Anemia resulting from iron deficiency is the most frequent extraintestinal manifestation of inflammatory bowel disease (IBD) and can significantly impact patient health and quality of life. However, the mechanisms of iron deficiency associated with IBD are poorly understood. Moreover, the contributions of susceptibility genes associated with increased risk of IBD to the development of anemia are virtually unknown. Protein tyrosine phosphatase non-receptor type 2 (PTPN2) loss-of-function mutations are genetic markers of increased IBD risk. This proposal builds on our novel preliminary data identifying that in a proteomic screen of serum from PTPN2- genotyped IBD patients, altered expression of iron-handling proteins was the #1 pathway modified in IBD patients harboring the rs1893217 PTPN2 loss-of-function risk allele, independent of disease severity. We also show that Ptpn2-deficient mice have anemia. We hypothesize that PTPN2 is a critical regulator of iron handling mechanisms and that loss of PTPN2 activity disrupts iron homeostasis and metabolism. The goal of this study is to translate patient biomarker findings into experimental models to mechanistically explore PTPN2 regulation of iron transport, and understand how PTPN2 loss of function may contribute to iron deficiency in IBD. To dissect the mechanisms by which PTPN2 regulates iron homeostasis, we will focus on PTPN2 regulation of two essential cell types that are critically important for iron homeostasis. Intestinal epithelial cells are responsible for the only entry route for iron into the body: absorption by intestinal epithelial cells, while macrophages are responsible for capturing and recycling iron from the breakdown of erythrocytes.

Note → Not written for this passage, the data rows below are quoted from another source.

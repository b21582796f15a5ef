//! Routing vocabulary: what a generator can say and what a turn decides.

mod decision;
mod reply;

pub use decision::{GeneratorOutcome, RouterDecision};
pub use reply::{
    classify_reply, escalation_sentinel, is_escalation_sentinel, ReplyShape, ESCALATION_KEY,
    ESCALATION_VALUE,
};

In Aim 1, we will identify the role of PTPN2 in regulating intestinal epithelial iron uptake by measuring iron absorption and exit in vivo and in vitro using enteroids from constitutive and inducible intestinal epithelial-specific Ptpn2 knockout mice. We will also determine how PTPN2 regulates molecular pathways involved in iron transport and metabolism.
In Aim 2, we will identify the mechanisms of PTPN2 regulation of macrophage iron handling by determining how PTPN2 deficiency alters iron recycling and regulation of essential iron- handling proteins using macrophage-specific PTPN2 knockout mice and CRISPR-modified human macrophages expressing the clinical PTPN2 loss-of-function rs1893217 risk allele. Expected Outcomes & Impact: These studies will translate findings in PTPN2-genotyped patients to complementary in vivo and in vitro model systems. We will not only generate fundamental and highly novel insights into PTPN2 regulation of iron homeostasis and its potential role as a complicating factor in anemia associated with IBD, but will also identify novel targets for intervention.

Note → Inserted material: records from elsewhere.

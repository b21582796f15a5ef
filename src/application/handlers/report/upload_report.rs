//! UploadReportHandler - accept a file and start tracking its report.

use std::sync::Arc;

use thiserror::Error;

use crate::application::availability::ReportWatcher;
use crate::application::handlers::documents::save_document;
use crate::config::UploadConfig;
use crate::domain::foundation::{ReportId, Timestamp};
use crate::ports::{CollaboratorError, DocumentStore, UploadService, UploadedFile};

#[derive(Debug, Error, PartialEq, Eq)]
pub enum UploadReportError {
    #[error("Only {accepted} files are allowed")]
    UnsupportedType { accepted: String, found: String },

    #[error("File size must be less than {max_megabytes}MB")]
    TooLarge { size: usize, max_megabytes: usize },

    #[error("File is empty")]
    EmptyFile,

    #[error(transparent)]
    Collaborator(#[from] CollaboratorError),
}

/// Whether the report is usable right away.
#[derive(Debug, Clone, Copy, PartialEq, Eq)]
pub enum UploadStatus {
    Processed,
    Processing,
}

impl UploadStatus {
    pub fn message(&self) -> &'static str {
        match self {
            UploadStatus::Processed => "File processed successfully",
            UploadStatus::Processing => "File uploaded successfully, processing in progress",
        }
    }
}

#[derive(Debug, Clone, PartialEq)]
pub struct UploadReportResult {
    pub report_id: ReportId,
    pub status: UploadStatus,
    pub filename: String,
    pub size: usize,
    pub uploaded_at: Timestamp,
}

pub struct UploadReportHandler {
    uploads: Arc<dyn UploadService>,
    store: Arc<dyn DocumentStore>,
    watcher: Arc<ReportWatcher>,
    limits: UploadConfig,
}

impl UploadReportHandler {
    pub fn new(
        uploads: Arc<dyn UploadService>,
        store: Arc<dyn DocumentStore>,
        watcher: Arc<ReportWatcher>,
        limits: UploadConfig,
    ) -> Self {
        Self {
            uploads,
            store,
            watcher,
            limits,
        }
    }

    pub async fn handle(&self, file: UploadedFile) -> Result<UploadReportResult, UploadReportError> {
        self.check(&file)?;

        let filename = file.filename.clone();
        let size = file.size();
        let receipt = self.uploads.upload(file).await?;
        let report_id = receipt.report_id;

        let status = match receipt.document {
            Some(document) => {
                save_document(self.store.as_ref(), &report_id, document).await?;
                self.watcher.forget(&report_id).await;
                UploadStatus::Processed
            }
            None => {
                self.watcher.watch(report_id.clone()).await;
                UploadStatus::Processing
            }
        };
        tracing::info!(report_id = %report_id, filename = %filename, size, status = ?status, "Upload accepted");

        Ok(UploadReportResult {
            report_id,
            status,
            filename,
            size,
            uploaded_at: Timestamp::now(),
        })
    }

    fn check(&self, file: &UploadedFile) -> Result<(), UploadReportError> {
        if !same_media_type(&file.content_type, &self.limits.accepted_content_type) {
            return Err(UploadReportError::UnsupportedType {
                accepted: type_label(&self.limits.accepted_content_type),
                found: file.content_type.clone(),
            });
        }
        if file.size() == 0 {
            return Err(UploadReportError::EmptyFile);
        }
        if file.size() > self.limits.max_bytes {
            return Err(UploadReportError::TooLarge {
                size: file.size(),
                max_megabytes: self.limits.max_megabytes(),
            });
        }
        Ok(())
    }
}

/// Compares media types, ignoring case and parameters.
fn same_media_type(found: &str, accepted: &str) -> bool {
    let essence = |s: &str| s.split(';').next().unwrap_or("").trim().to_ascii_lowercase();
    essence(found) == essence(accepted)
}

/// `application/pdf` -> `PDF`.
fn type_label(content_type: &str) -> String {
    content_type
        .rsplit('/')
        .next()
        .unwrap_or(content_type)
        .to_ascii_uppercase()
}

Anemia resulting from iron deficiency is the most frequent extraintestinal manifestation of inflammatory bowel disease (IBD) and can significantly impact patient health and quality of life. In IBD patients carrying a PTPN2 loss-of-function mutation, we have discovered a completely novel role for the IBD-associated autoimmune susceptibility gene, protein tyrosine phosphatase non-receptor type 2 (PTPN2), in modulating iron homeostasis pathways. In this proposal, we will define the cellular and molecular mechanisms by which loss of PTPN2 activity compromises iron metabolism, and how this could contribute to increased risk of anemia in IBD.